START DATA SHOWN
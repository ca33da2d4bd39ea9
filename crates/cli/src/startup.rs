//! Startup wiring
//!
//! Turns loaded configuration into the orchestrator's inputs and connects
//! the backend for the requested platform.

use infra_validator_application::{ValidationRequest, ValidatorOptions};
use infra_validator_domain::{
    BackendError, Blessing, ExampleSource, ModelArtifact, PlatformConfig, RuntimeBackend,
    Verdict, VersionVerdict,
};
use infra_validator_infrastructure::{
    DockerBackend, FileExampleSource, KubernetesBackend, KubernetesIdentityConfig,
};
use infra_validator_shared::{RunConfigDto, ValidatorSettings};
use std::sync::Arc;
use tracing::{info, warn};

pub fn validator_options(settings: &ValidatorSettings, run: &RunConfigDto) -> ValidatorOptions {
    ValidatorOptions {
        poll_interval: settings.poll_interval(),
        probe_timeout: settings.probe_timeout(),
        teardown_retries: settings.teardown_retries,
        teardown_retry_delay: settings.teardown_retry_delay(),
        staging_dir: settings.staging_dir.clone(),
        warmup_output_dir: run.warmup_output_dir.clone(),
    }
}

pub fn validation_request(run: &RunConfigDto) -> ValidationRequest {
    let examples = run.examples_path.as_ref().map(|path| {
        Arc::new(FileExampleSource::new(path.clone())) as Arc<dyn ExampleSource>
    });

    ValidationRequest {
        serving_spec: run.serving_spec.clone(),
        validation_spec: run.validation_spec.clone(),
        request_spec: run.request_spec.clone(),
        examples,
        model: ModelArtifact::new(run.model_path.clone()),
    }
}

/// Connect the runtime backend the serving spec asks for.
pub async fn connect_backend(
    platform: &PlatformConfig,
    settings: &ValidatorSettings,
) -> Result<Arc<dyn RuntimeBackend>, BackendError> {
    match platform {
        PlatformConfig::LocalDocker(config) => {
            let backend = DockerBackend::with_config(config.clone()).await?;
            info!("Using local Docker backend");
            Ok(Arc::new(backend))
        }
        PlatformConfig::Kubernetes(config) => {
            let identity = KubernetesIdentityConfig {
                pod_name: settings.cluster.pod_name.clone(),
                namespace: settings.cluster.namespace.clone(),
            };
            let backend = KubernetesBackend::new(config.clone(), identity).await?;
            info!("Using Kubernetes backend");
            Ok(Arc::new(backend))
        }
    }
}

/// Verdict for a run whose backend could not be reached: every version is
/// not blessed with no attempt made. Configuration errors yield `None` and
/// stay fatal.
pub fn unreachable_backend_verdict(run: &RunConfigDto, error: &BackendError) -> Option<Verdict> {
    if error.is_configuration_error() {
        return None;
    }

    warn!("Runtime backend unreachable, model is not blessed: {}", error);
    let versions = run
        .serving_spec
        .versions()
        .into_iter()
        .map(|version| VersionVerdict {
            version,
            blessing: Blessing::NotBlessed,
            attempts: 0,
            last_failure: Some(error.to_string()),
        })
        .collect();
    Some(Verdict::from_versions(run.model_path.clone(), versions))
}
END DATA SHOWN
EXERCISE GOAL:
Across the whole listing, show each line where the word "ValidatorOptions" occurs.

YOUR SOLUTION:
use infra_validator_application::{ValidationRequest, ValidatorOptions};
pub fn validator_options(settings: &ValidatorSettings, run: &RunConfigDto) -> ValidatorOptions {
    ValidatorOptions {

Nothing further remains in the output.